=== WORK INSTRUCTION ===
Copy each line of the entries beneath that contains the word "observed".

=== RECORDS SUPPLIED ===
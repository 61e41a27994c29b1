// ========================================================================================
//                               One contiguous range of pairs
// ========================================================================================
//
// A batch resolves every linear index of its range to a row pair, extracts the jointly
// observed columns, scores them into the computer slot for that offset and finally writes
// one artifact per channel. Batches share nothing but the borrowed input matrices, so any
// number of them may run side by side or on separate machines.

use crate::matrix::{self, MaskedMatrix, MatrixError};
use crate::progress::{PairProgressObserver, PairProgressStage};
use crate::stats::{ScorerParams, StatError, Statistic, StatisticComputer};
use crate::triangular::{IndexError, PairRange, PairSpace};
use log::{info, warn};
use ndarray::ArrayView1;
use std::collections::BTreeMap;
use std::path::{Path, PathBuf};
use thiserror::Error;

#[derive(Debug, Error)]
pub enum BatchError {
    #[error(transparent)]
    Index(#[from] IndexError),
    #[error(transparent)]
    Matrix(#[from] MatrixError),
    #[error(transparent)]
    Stat(#[from] StatError),
    #[error("range {range} is empty or exceeds the {total} pairs of the index space")]
    InvalidRange { range: PairRange, total: usize },
    #[error("computer holds {capacity} slots but range covers {pairs} pairs")]
    CapacityMismatch { capacity: usize, pairs: usize },
    #[error(
        "pair index {index} resolves to rows ({row}, {col}), outside the input ({left_rows} and {right_rows} rows)"
    )]
    CoordinateOutOfBounds {
        index: usize,
        row: usize,
        col: usize,
        left_rows: usize,
        right_rows: usize,
    },
    #[error("pair index {index} resolved to ({row}, {col}) which maps back to {back}")]
    IndexRoundTrip {
        index: usize,
        row: usize,
        col: usize,
        back: usize,
    },
    #[error(
        "batch {name} has {present} of {expected} channel outputs already on disk (missing: {missing}); remove them before rerunning"
    )]
    PartialOutput {
        name: String,
        present: usize,
        expected: usize,
        missing: String,
    },
}

/// The rows a batch reads pairs from.
#[derive(Debug, Clone, Copy)]
pub enum PairData<'a> {
    /// All unordered row pairs of one matrix.
    Single(&'a MaskedMatrix),
    /// Every row of `left` against every row of `right`; the columns must be aligned.
    Cross {
        left: &'a MaskedMatrix,
        right: &'a MaskedMatrix,
    },
}

type RowView<'a> = (ArrayView1<'a, f64>, ArrayView1<'a, bool>);

impl<'a> PairData<'a> {
    /// The index space matching the data's shape.
    pub fn space(&self) -> PairSpace {
        match *self {
            Self::Single(m) => PairSpace::Triangular { n: m.nrows() },
            Self::Cross { left, right } => PairSpace::Cross {
                rows: left.nrows(),
                cols: right.nrows(),
            },
        }
    }

    fn sides(&self) -> (&'a MaskedMatrix, &'a MaskedMatrix) {
        match *self {
            Self::Single(m) => (m, m),
            Self::Cross { left, right } => (left, right),
        }
    }

    fn rows(&self, index: usize, row: usize, col: usize) -> Result<(RowView<'a>, RowView<'a>), BatchError> {
        let (left, right) = self.sides();
        if row >= left.nrows() || col >= right.nrows() {
            return Err(BatchError::CoordinateOutOfBounds {
                index,
                row,
                col,
                left_rows: left.nrows(),
                right_rows: right.nrows(),
            });
        }
        Ok((left.row(row)?, right.row(col)?))
    }
}

/// Where and what a single batch computes.
#[derive(Debug, Clone, PartialEq)]
pub struct BatchRequest {
    pub space: PairSpace,
    pub range: PairRange,
    pub work_dir: PathBuf,
    /// Artifact stem, `{source}_{start}_{end}`.
    pub batch_name: String,
    /// Pairs between progress log lines.
    pub report_every: usize,
}

impl BatchRequest {
    /// A request whose artifacts are named after `source` and the range.
    pub fn new(space: PairSpace, range: PairRange, work_dir: &Path, source: &str) -> Self {
        Self {
            space,
            range,
            work_dir: work_dir.to_path_buf(),
            batch_name: format!("{source}_{}_{}", range.start, range.end),
            report_every: crate::config::DEFAULT_REPORT_EVERY,
        }
    }

    pub fn with_report_every(mut self, report_every: usize) -> Self {
        self.report_every = report_every.max(1);
        self
    }
}

/// Artifact source used when none is given: `{matrix_stem}_{statistic}`.
pub fn default_source(matrix_path: &Path, statistic: Statistic) -> String {
    let stem = matrix_path
        .file_stem()
        .map(|s| s.to_string_lossy().into_owned())
        .unwrap_or_else(|| "matrix".to_string());
    format!("{stem}_{statistic}")
}

#[derive(Debug, Clone, PartialEq)]
pub struct BatchReport {
    pub name: String,
    pub range: PairRange,
    /// Channel to artifact path.
    pub outputs: BTreeMap<String, PathBuf>,
    pub nan_counts: Vec<(&'static str, usize)>,
    /// Pairs with no jointly observed column.
    pub empty_pairs: usize,
}

impl BatchReport {
    pub fn total_nan(&self) -> usize {
        self.nan_counts.iter().map(|(_, count)| count).sum()
    }
}

#[derive(Debug, Clone, PartialEq)]
pub enum BatchOutcome {
    /// Every channel artifact was already present; nothing was computed.
    Skipped { existing: Vec<PathBuf> },
    Completed(BatchReport),
}

/// Splits expected outputs into those present and those missing on disk.
fn existing_outputs(expected: &BTreeMap<String, PathBuf>) -> (Vec<PathBuf>, Vec<String>) {
    let mut present = Vec::new();
    let mut missing = Vec::new();
    for (channel, path) in expected {
        if path.exists() {
            present.push(path.clone());
        } else {
            missing.push(channel.clone());
        }
    }
    (present, missing)
}

/// Computes every pair of `request.range` and exports the channel buffers.
///
/// An already complete set of artifacts is left alone and reported as
/// [`BatchOutcome::Skipped`]; an incomplete set is refused rather than overwritten.
pub fn run_batch(
    data: &PairData<'_>,
    request: &BatchRequest,
    computer: &mut StatisticComputer,
    observer: &mut dyn PairProgressObserver,
) -> Result<BatchOutcome, BatchError> {
    let range = request.range;
    let total = request.space.total();
    if range.is_empty() || range.end > total {
        return Err(BatchError::InvalidRange { range, total });
    }
    if computer.size() != range.len() {
        return Err(BatchError::CapacityMismatch {
            capacity: computer.size(),
            pairs: range.len(),
        });
    }

    let name = request.batch_name.as_str();
    let expected = computer.expected_outputs(&request.work_dir, name);
    let (present, missing) = existing_outputs(&expected);
    if missing.is_empty() {
        info!("{name}: all {} outputs exist, skipping", present.len());
        return Ok(BatchOutcome::Skipped { existing: present });
    }
    if !present.is_empty() {
        return Err(BatchError::PartialOutput {
            name: name.to_string(),
            present: present.len(),
            expected: expected.len(),
            missing: missing.join(", "),
        });
    }

    info!(
        "{name}: computing {} over {} pairs {range} of {}",
        computer.statistic(),
        range.len(),
        request.space
    );
    observer.on_stage_start(PairProgressStage::Batch, range.len());

    let report_every = request.report_every.max(1);
    let mut x = Vec::new();
    let mut y = Vec::new();
    let mut empty_pairs = 0;
    for (offset, index) in (range.start..range.end).enumerate() {
        let (row, col) = request.space.resolve(index)?;
        let back = request.space.index_of(row, col)?;
        if back != index || !range.contains(back) {
            return Err(BatchError::IndexRoundTrip {
                index,
                row,
                col,
                back,
            });
        }

        let ((row_a, mask_a), (row_b, mask_b)) = data.rows(index, row, col)?;
        matrix::extract_into(row_a, mask_a, row_b, mask_b, &mut x, &mut y)?;
        if x.is_empty() {
            empty_pairs += 1;
        }
        computer.compute(&x, &y, offset)?;

        let done = offset + 1;
        if done % report_every == 0 {
            info!("{name}: {done}/{} pairs", range.len());
            observer.on_stage_advance(PairProgressStage::Batch, done);
        }
    }

    let outputs = computer.export(&request.work_dir, name)?;
    observer.on_stage_finish(PairProgressStage::Batch);

    let nan_counts = computer.nan_counts();
    for (channel, count) in &nan_counts {
        info!("{name}.{channel}: {count} NaN of {}", range.len());
    }
    let report = BatchReport {
        name: name.to_string(),
        range,
        outputs,
        nan_counts,
        empty_pairs,
    };
    if report.total_nan() > 0 {
        warn!(
            "{name}: {} NaN values across channels ({empty_pairs} pairs had no shared columns)",
            report.total_nan()
        );
    }
    Ok(BatchOutcome::Completed(report))
}

/// Builds a computer for `statistic` sized to the request and runs it.
pub fn run_statistic_batch(
    data: &PairData<'_>,
    request: &BatchRequest,
    statistic: Statistic,
    params: &ScorerParams,
    observer: &mut dyn PairProgressObserver,
) -> Result<BatchOutcome, BatchError> {
    let total = request.space.total();
    if request.range.is_empty() || request.range.end > total {
        return Err(BatchError::InvalidRange {
            range: request.range,
            total,
        });
    }
    let mut computer = StatisticComputer::with_params(statistic, request.range.len(), params)?;
    run_batch(data, request, &mut computer, observer)
}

=== ANSWER FOR THIS EXERCISE ===
// observed columns, scores them into the computer slot for that offset and finally writes
    /// Pairs with no jointly observed column.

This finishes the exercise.